Mediator: Sanksi Kementerian Perhubungan terhadap Batik Airlines dan Angkasa Pura II masih terlalu ringan

Jakarta TRIBUNNEWS.COM – Inspektur dan pengamat penerbangan Indonesia Alvin Lee mengatakan bahwa keputusan Kementerian Perhubungan memberikan sanksi pada dua maskapai, yang dianggap tidak cukup untuk menyelesaikan PT Angkasa Pura II (Persero) dan Batik Air Masalah. Pelanggaran perjanjian untuk menjaga jarak fisik atau jarak fisik.

Alvin percaya bahwa penghargaan harus disertai dengan tinjauan menyeluruh dan evaluasi operasional.

“Kementerian Perhubungan seharusnya tidak hanya menjatuhkan sanksi. Ia juga harus melihat pengawasan internal. Ini adalah kesalahan? Bagaimana kita mencegah hal ini terjadi lagi,” kata Alvin kepada kontan.co.id, Kamis (21/5/2020).

Alvin mengatakan bahwa semua operator penerbangan harus menjalani audit tambahan atau evaluasi menyeluruh. -Tidak hanya untuk menargetkan maskapai dan manajer bandara yang terbukti melanggar, tetapi juga mendesak Kementerian Perhubungan untuk mengevaluasi perusahaan angkutan AirNav Indonesia, yang berperan dalam mengatur waktu perjalanan untuk bangun.

Baca: Seperti Menebak Tebakan, kebijakan Jokovy tentang korona masih belum jelas-Alvin menyesal bahwa Kementerian Perhubungan telah menghukum Batik Air karena mencabut lisensi perusahaan Oute .

Dia yakin bahwa alasan pelanggaran itu adalah apa yang dilakukan maskapai penerbangan itu.pendanaan Lion Air Group terjadi tidak hanya pada satu rute, tetapi juga pada beberapa rute.

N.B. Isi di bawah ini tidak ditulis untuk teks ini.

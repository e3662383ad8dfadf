//! Generation request types: payloads, schema tags, and the four
//! caller-facing request structs.

use crate::types::profile::{Difficulty, PriceRange, TimeRange, UserProfile};
use base64::Engine as _;
use serde::{Deserialize, Serialize};
use std::fmt;

/// Label selecting which required/optional field set the normalizer
/// validates the reply against.
#[derive(Debug, Clone, Copy, PartialEq, Eq, Hash, Serialize, Deserialize)]
#[serde(rename_all = "kebab-case")]
pub enum SchemaTag {
    Recipe,
    PhotoRecipe,
    PhotoIngredients,
    ShoppingList,
}

impl SchemaTag {
    pub fn as_str(&self) -> &'static str {
        match self {
            SchemaTag::Recipe => "recipe",
            SchemaTag::PhotoRecipe => "photo-recipe",
            SchemaTag::PhotoIngredients => "photo-ingredients",
            SchemaTag::ShoppingList => "shopping-list",
        }
    }
}

impl fmt::Display for SchemaTag {
    fn fmt(&self, f: &mut fmt::Formatter<'_>) -> fmt::Result {
        f.write_str(self.as_str())
    }
}

/// Inline image payload for vision prompts.
#[derive(Debug, Clone, Serialize, Deserialize)]
pub struct ImageData {
    pub mime_type: String,
    /// Base64-encoded image bytes.
    pub data: String,
}

impl ImageData {
    /// Wrap already-encoded base64 data (the usual case: clients upload
    /// base64 directly).
    pub fn from_base64(mime_type: impl Into<String>, data: impl Into<String>) -> Self {
        Self {
            mime_type: mime_type.into(),
            data: data.into(),
        }
    }

    /// Encode raw bytes.
    pub fn from_bytes(mime_type: impl Into<String>, bytes: &[u8]) -> Self {
        Self {
            mime_type: mime_type.into(),
            data: base64::engine::general_purpose::STANDARD.encode(bytes),
        }
    }

    pub fn jpeg_base64(data: impl Into<String>) -> Self {
        Self::from_base64("image/jpeg", data)
    }
}

/// Prompt content for one generation call: pure text, or text plus one
/// inline image.
#[derive(Debug, Clone)]
pub enum PromptPayload {
    Text(String),
    TextWithImage { text: String, image: ImageData },
}

impl PromptPayload {
    pub fn text(text: impl Into<String>) -> Self {
        PromptPayload::Text(text.into())
    }

    pub fn with_image(text: impl Into<String>, image: ImageData) -> Self {
        PromptPayload::TextWithImage {
            text: text.into(),
            image,
        }
    }

    /// The textual part of the payload.
    pub fn prompt_text(&self) -> &str {
        match self {
            PromptPayload::Text(t) => t,
            PromptPayload::TextWithImage { text, .. } => text,
        }
    }
}

/// One logical generation request: a payload and the schema its reply must
/// satisfy. Owned by a single task; carries no shared state.
#[derive(Debug, Clone)]
pub struct GenerationRequest {
    pub payload: PromptPayload,
    pub schema: SchemaTag,
}

impl GenerationRequest {
    pub fn new(payload: PromptPayload, schema: SchemaTag) -> Self {
        Self { payload, schema }
    }
}

/// Ingredients-to-recipe request.
#[derive(Debug, Clone)]
pub struct RecipeRequest {
    /// Free-text list of the ingredients on hand.
    pub ingredients: String,
    pub difficulty: Difficulty,
    pub time_range: TimeRange,
    /// How many people the dish should serve.
    pub servings: u8,
    pub profile: UserProfile,
}

impl RecipeRequest {
    pub fn new(ingredients: impl Into<String>) -> Self {
        Self {
            ingredients: ingredients.into(),
            difficulty: Difficulty::Easy,
            time_range: TimeRange::Standard,
            servings: 2,
            profile: UserProfile::default(),
        }
    }

    pub fn with_difficulty(mut self, difficulty: Difficulty) -> Self {
        self.difficulty = difficulty;
        self
    }

    pub fn with_time_range(mut self, time_range: TimeRange) -> Self {
        self.time_range = time_range;
        self
    }

    pub fn with_servings(mut self, servings: u8) -> Self {
        self.servings = servings;
        self
    }

    pub fn with_profile(mut self, profile: UserProfile) -> Self {
        self.profile = profile;
        self
    }
}

/// Photo-analysis request, for both scan modes.
#[derive(Debug, Clone)]
pub struct PhotoScanRequest {
    pub image: ImageData,
}

impl PhotoScanRequest {
    pub fn new(image: ImageData) -> Self {
        Self { image }
    }
}

/// Shopping-list planning request.
#[derive(Debug, Clone)]
pub struct ShoppingListRequest {
    /// Plan length; must be between 1 and 7.
    pub days: u8,
    pub servings: u8,
    pub price_range: Option<PriceRange>,
    /// Ingredients the user cooks with most, mined from their history.
    pub pantry: Vec<String>,
    pub profile: UserProfile,
}

impl ShoppingListRequest {
    pub fn new() -> Self {
        Self {
            days: 7,
            servings: 2,
            price_range: None,
            pantry: Vec::new(),
            profile: UserProfile::default(),
        }
    }

    pub fn with_days(mut self, days: u8) -> Self {
        self.days = days;
        self
    }

    pub fn with_servings(mut self, servings: u8) -> Self {
        self.servings = servings;
        self
    }

    pub fn with_price_range(mut self, range: PriceRange) -> Self {
        self.price_range = Some(range);
        self
    }

    pub fn with_pantry(mut self, pantry: Vec<String>) -> Self {
        self.pantry = pantry;
        self
    }

    pub fn with_profile(mut self, profile: UserProfile) -> Self {
        self.profile = profile;
        self
    }
}

impl Default for ShoppingListRequest {
    fn default() -> Self {
        Self::new()
    }
}
//! Deterministic model selection over the preference list.

use crate::catalog::ModelCatalog;
use crate::{Error, Result};

/// Pick the first preferred model that is in the catalog and not excluded.
///
/// Side-effect-free. Fails with [`Error::NoModelAvailable`] when no entry
/// qualifies; the message carries what the catalog did contain, since that is
/// the first thing anyone debugging an outage wants to see.
pub fn resolve<'a>(
    catalog: &ModelCatalog,
    preferred: &'a [String],
    excluded: &[String],
) -> Result<&'a str> {
    preferred
        .iter()
        .map(String::as_str)
        .find(|m| catalog.contains(m) && !excluded.iter().any(|e| e == m))
        .ok_or_else(|| Error::NoModelAvailable {
            found: catalog.display_names(),
        })
}
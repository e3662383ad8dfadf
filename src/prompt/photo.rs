//! Photo-analysis prompts: dish identification and ingredient scanning.

use crate::types::{GenerationRequest, PhotoScanRequest, PromptPayload, SchemaTag};

const DISH_PROMPT: &str = r#"Analyze this photo of a dish and provide:
1. The dish name
2. Its recipe (detailed, easy to follow for a beginner)
3. The ingredients needed
4. The steps to make it

Return JSON (NO markdown, plain JSON only):
{
  "dishName": "Name of the dish",
  "description": "Short description of the dish",
  "difficulty": "Difficulty (Easy/Medium/Hard)",
  "prepTime": "Preparation time (e.g. '15 minutes')",
  "cookTime": "Cooking time (e.g. '30 minutes')",
  "totalTime": "Total time (e.g. '45 minutes')",
  "servings": "Servings (e.g. '2-3 people')",
  "ingredientsList": [
    {
      "name": "Ingredient name",
      "amount": "Quantity (e.g. '200g', '2 tablespoons')",
      "required": true
    }
  ],
  "steps": [
    "Step 1: detailed instruction",
    "Step 2: detailed instruction"
  ],
  "tips": "Small tips for this dish",
  "equipment": "Tools needed"
}"#;

const INGREDIENTS_PROMPT: &str = r#"Analyze the ingredients visible in this photo and provide:
1. The list of ingredients you can identify
2. 3-5 recipes that can be cooked with them
3. For each recipe: its name, a description, and any extra ingredients needed

Return JSON (NO markdown, plain JSON only):
{
  "detectedIngredients": [
    "Ingredient 1",
    "Ingredient 2"
  ],
  "suggestedRecipes": [
    {
      "title": "Dish name",
      "description": "Short description",
      "difficulty": "Difficulty",
      "prepTime": "Preparation time",
      "cookTime": "Cooking time",
      "totalTime": "Total time",
      "ingredientsList": [
        {
          "name": "Ingredient name",
          "amount": "Quantity",
          "required": true
        }
      ],
      "steps": [
        "Step 1: ...",
        "Step 2: ..."
      ],
      "tips": "Small tips"
    }
  ]
}"#;

impl PhotoScanRequest {
    /// Identify the pictured dish and reconstruct its recipe.
    pub fn to_dish_request(&self) -> GenerationRequest {
        GenerationRequest::new(
            PromptPayload::with_image(DISH_PROMPT, self.image.clone()),
            SchemaTag::PhotoRecipe,
        )
    }

    /// Recognize pictured ingredients and suggest recipes for them.
    pub fn to_ingredients_request(&self) -> GenerationRequest {
        GenerationRequest::new(
            PromptPayload::with_image(INGREDIENTS_PROMPT, self.image.clone()),
            SchemaTag::PhotoIngredients,
        )
    }
}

Baca: Jokowi memotong TNI dan Polri untuk melatih warga di 25 wilayah / kota ini untuk PSBB.

“Jadi, misalnya, Batik Air melanggar perjanjian sehingga penumpang hanya membatalkan 10 penerbangan pada jam 5 atau 5 ketika jaraknya melebihi 50%. Bagaimana dengan keadilan?